+++ Extracted material +++

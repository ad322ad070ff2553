use kernel_report::{ExitStatus, MAX_PREFIX_DEPTH, Report};

#[test]
fn counts_passes_and_failures() {
    let mut r = Report::new();
    assert!(r.report("true", true));
    assert!(!r.report("false", false));
    assert!(r.report("again", true));

    assert_eq!(r.tests(), 3);
    assert_eq!(r.failures(), 1);
    assert_eq!(r.summary(), ExitStatus::FAILURE);
}

#[test]
fn clean_run_exits_zero() {
    let mut r = Report::new();
    r.report("one", true);
    r.report_skip("not applicable");

    let status = r.summary();
    assert!(status.is_success());
    assert_eq!(status.code(), 0);
    assert_eq!(r.skipped(), 1);
    assert_eq!(r.tests(), 1);
}

#[test]
fn xfail_and_xpass() {
    let mut r = Report::new();

    // expected failure that does fail
    r.report_xfail("known broken", true, false);
    assert_eq!(r.failures(), 0);
    assert_eq!(r.expected_failures(), 1);

    // expected failure that passes is unexpected
    r.report_xfail("fixed meanwhile", true, true);
    assert_eq!(r.failures(), 1);

    // xfail = false behaves like report()
    r.report_xfail("plain", false, false);
    assert_eq!(r.failures(), 2);
    assert_eq!(r.tests(), 3);
}

#[test]
fn prefixes_nest_and_unwind() {
    let mut r = Report::new();
    assert_eq!(r.prefixes().to_string(), "");

    r.prefix_push("selftest");
    r.prefix_push("fp");
    assert_eq!(r.prefixes().to_string(), "selftest: fp: ");

    r.prefix_pop();
    assert_eq!(r.prefixes().to_string(), "selftest: ");

    r.prefix_pop();
    r.prefix_pop();
    assert_eq!(r.prefixes().to_string(), "");
}

#[test]
fn prefix_overflow_is_ignored() {
    let mut r = Report::new();
    for _ in 0..MAX_PREFIX_DEPTH {
        r.prefix_push("x");
    }
    r.prefix_push("dropped");
    assert!(!r.prefixes().to_string().contains("dropped"));
    assert_eq!(r.prefixes().to_string(), "x: ".repeat(MAX_PREFIX_DEPTH));
}
use crate::command::SclpCommand;
use crate::sccb::Sccb;
use kernel_registers::ConditionCode;

/// The privileged service-call primitive.
///
/// Blocks until the service processor has accepted (or refused) the request.
/// On `Ok`, the response code in the SCCB header is valid.
pub trait ServiceCall {
    /// Issue `command` against `sccb`.
    ///
    /// # Errors
    /// Returns [`ServiceCallError`] if the instruction did not accept the request;
    /// the SCCB contents are then unspecified.
    fn service_call(
        &mut self,
        command: SclpCommand,
        sccb: &mut Sccb,
    ) -> Result<(), ServiceCallError>;
}

impl<S> ServiceCall for &mut S
where
    S: ServiceCall + ?Sized,
{
    fn service_call(
        &mut self,
        command: SclpCommand,
        sccb: &mut Sccb,
    ) -> Result<(), ServiceCallError> {
        (**self).service_call(command, sccb)
    }
}

#[derive(Debug, Copy, Clone, PartialEq, Eq, thiserror::Error)]
pub enum ServiceCallError {
    #[error("service processor busy (cc 2)")]
    Busy,
    #[error("service-call facility not operational (cc 3)")]
    NotOperational,
}

impl ServiceCallError {
    /// Map the condition code left by `servc`.
    ///
    /// # Errors
    /// cc 2 and cc 3 are refusals; cc 0 and cc 1 mean the request was accepted.
    pub const fn check(cc: ConditionCode) -> Result<(), Self> {
        match cc {
            ConditionCode::Zero | ConditionCode::One => Ok(()),
            ConditionCode::Two => Err(Self::Busy),
            ConditionCode::Three => Err(Self::NotOperational),
        }
    }
}

/// `servc` on real hardware or under a hypervisor.
#[cfg(target_arch = "s390x")]
#[derive(Debug, Default, Copy, Clone)]
pub struct Servc;

#[cfg(target_arch = "s390x")]
impl ServiceCall for Servc {
    fn service_call(
        &mut self,
        command: SclpCommand,
        sccb: &mut Sccb,
    ) -> Result<(), ServiceCallError> {
        let cc: u32;
        // SAFETY: Supervisor state with DAT off; the SCCB is page-aligned, lives
        // below 2 GiB and is exclusively borrowed for the duration of the call.
        unsafe {
            core::arch::asm!(
                ".insn rre,0xb2200000,{cmd},{sccb}",
                "ipm {cc}",
                "srl {cc},28",
                cmd = in(reg) u64::from(command.word()),
                sccb = in(reg) sccb.as_mut_ptr(),
                cc = out(reg) cc,
                options(nostack),
            );
        }
        ServiceCallError::check(ConditionCode::from_ipm(cc))
    }
}

#[cfg(test)]
mod tests {
    use super::*;

    #[test]
    fn condition_codes() {
        assert_eq!(ServiceCallError::check(ConditionCode::Zero), Ok(()));
        assert_eq!(
            ServiceCallError::check(ConditionCode::Two),
            Err(ServiceCallError::Busy)
        );
        assert_eq!(
            ServiceCallError::check(ConditionCode::Three),
            Err(ServiceCallError::NotOperational)
        );
    }
}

+++

> Exercise objective
Transcribe the data above completely and exactly.

> Output
repository ad322ad070ff2553
use kernel_report::{ExitStatus, MAX_PREFIX_DEPTH, Report};

#[test]
fn counts_passes_and_failures() {
    let mut r = Report::new();
    assert!(r.report("true", true));
    assert!(!r.report("false", false));
    assert!(r.report("again", true));

    assert_eq!(r.tests(), 3);
    assert_eq!(r.failures(), 1);
    assert_eq!(r.summary(), ExitStatus::FAILURE);
}

#[test]
fn clean_run_exits_zero() {
    let mut r = Report::new();
    r.report("one", true);
    r.report_skip("not applicable");

    let status = r.summary();
    assert!(status.is_success());
    assert_eq!(status.code(), 0);
    assert_eq!(r.skipped(), 1);
    assert_eq!(r.tests(), 1);
}

#[test]
fn xfail_and_xpass() {
    let mut r = Report::new();

    // expected failure that does fail
    r.report_xfail("known broken", true, false);
    assert_eq!(r.failures(), 0);
    assert_eq!(r.expected_failures(), 1);

    // expected failure that passes is unexpected
    r.report_xfail("fixed meanwhile", true, true);
    assert_eq!(r.failures(), 1);

    // xfail = false behaves like report()
    r.report_xfail("plain", false, false);
    assert_eq!(r.failures(), 2);
    assert_eq!(r.tests(), 3);
}

#[test]
fn prefixes_nest_and_unwind() {
    let mut r = Report::new();
    assert_eq!(r.prefixes().to_string(), "");

    r.prefix_push("selftest");
    r.prefix_push("fp");
    assert_eq!(r.prefixes().to_string(), "selftest: fp: ");

    r.prefix_pop();
    assert_eq!(r.prefixes().to_string(), "selftest: ");

    r.prefix_pop();
    r.prefix_pop();
    assert_eq!(r.prefixes().to_string(), "");
}

#[test]
fn prefix_overflow_is_ignored() {
    let mut r = Report::new();
    for _ in 0..MAX_PREFIX_DEPTH {
        r.prefix_push("x");
    }
    r.prefix_push("dropped");
    assert!(!r.prefixes().to_string().contains("dropped"));
    assert_eq!(r.prefixes().to_string(), "x: ".repeat(MAX_PREFIX_DEPTH));
}
use crate::command::SclpCommand;
use crate::sccb::Sccb;
use kernel_registers::ConditionCode;

/// The privileged service-call primitive.
///
/// Blocks until the service processor has accepted (or refused) the request.
/// On `Ok`, the response code in the SCCB header is valid.
pub trait ServiceCall {
    /// Issue `command` against `sccb`.
    ///
    /// # Errors
    /// Returns [`ServiceCallError`] if the instruction did not accept the request;
    /// the SCCB contents are then unspecified.
    fn service_call(
        &mut self,
        command: SclpCommand,
        sccb: &mut Sccb,
    ) -> Result<(), ServiceCallError>;
}

impl<S> ServiceCall for &mut S
where
    S: ServiceCall + ?Sized,
{
    fn service_call(
        &mut self,
        command: SclpCommand,
        sccb: &mut Sccb,
    ) -> Result<(), ServiceCallError> {
        (**self).service_call(command, sccb)
    }
}

#[derive(Debug, Copy, Clone, PartialEq, Eq, thiserror::Error)]
pub enum ServiceCallError {
    #[error("service processor busy (cc 2)")]
    Busy,
    #[error("service-call facility not operational (cc 3)")]
    NotOperational,
}

impl ServiceCallError {
    /// Map the condition code left by `servc`.
    ///
    /// # Errors
    /// cc 2 and cc 3 are refusals; cc 0 and cc 1 mean the request was accepted.
    pub const fn check(cc: ConditionCode) -> Result<(), Self> {
        match cc {
            ConditionCode::Zero | ConditionCode::One => Ok(()),
            ConditionCode::Two => Err(Self::Busy),
            ConditionCode::Three => Err(Self::NotOperational),
        }
    }
}

/// `servc` on real hardware or under a hypervisor.
#[cfg(target_arch = "s390x")]
#[derive(Debug, Default, Copy, Clone)]
pub struct Servc;

#[cfg(target_arch = "s390x")]
impl ServiceCall for Servc {
    fn service_call(
        &mut self,
        command: SclpCommand,
        sccb: &mut Sccb,
    ) -> Result<(), ServiceCallError> {
        let cc: u32;
        // SAFETY: Supervisor state with DAT off; the SCCB is page-aligned, lives
        // below 2 GiB and is exclusively borrowed for the duration of the call.
        unsafe {
            core::arch::asm!(
                ".insn rre,0xb2200000,{cmd},{sccb}",
                "ipm {cc}",
                "srl {cc},28",
                cmd = in(reg) u64::from(command.word()),
                sccb = in(reg) sccb.as_mut_ptr(),
                cc = out(reg) cc,
                options(nostack),
            );
        }
        ServiceCallError::check(ConditionCode::from_ipm(cc))
    }
}

#[cfg(test)]
mod tests {
    use super::*;

    #[test]
    fn condition_codes() {
        assert_eq!(ServiceCallError::check(ConditionCode::Zero), Ok(()));
        assert_eq!(
            ServiceCallError::check(ConditionCode::Two),
            Err(ServiceCallError::Busy)
        );
        assert_eq!(
            ServiceCallError::check(ConditionCode::Three),
            Err(ServiceCallError::NotOperational)
        );
    }
}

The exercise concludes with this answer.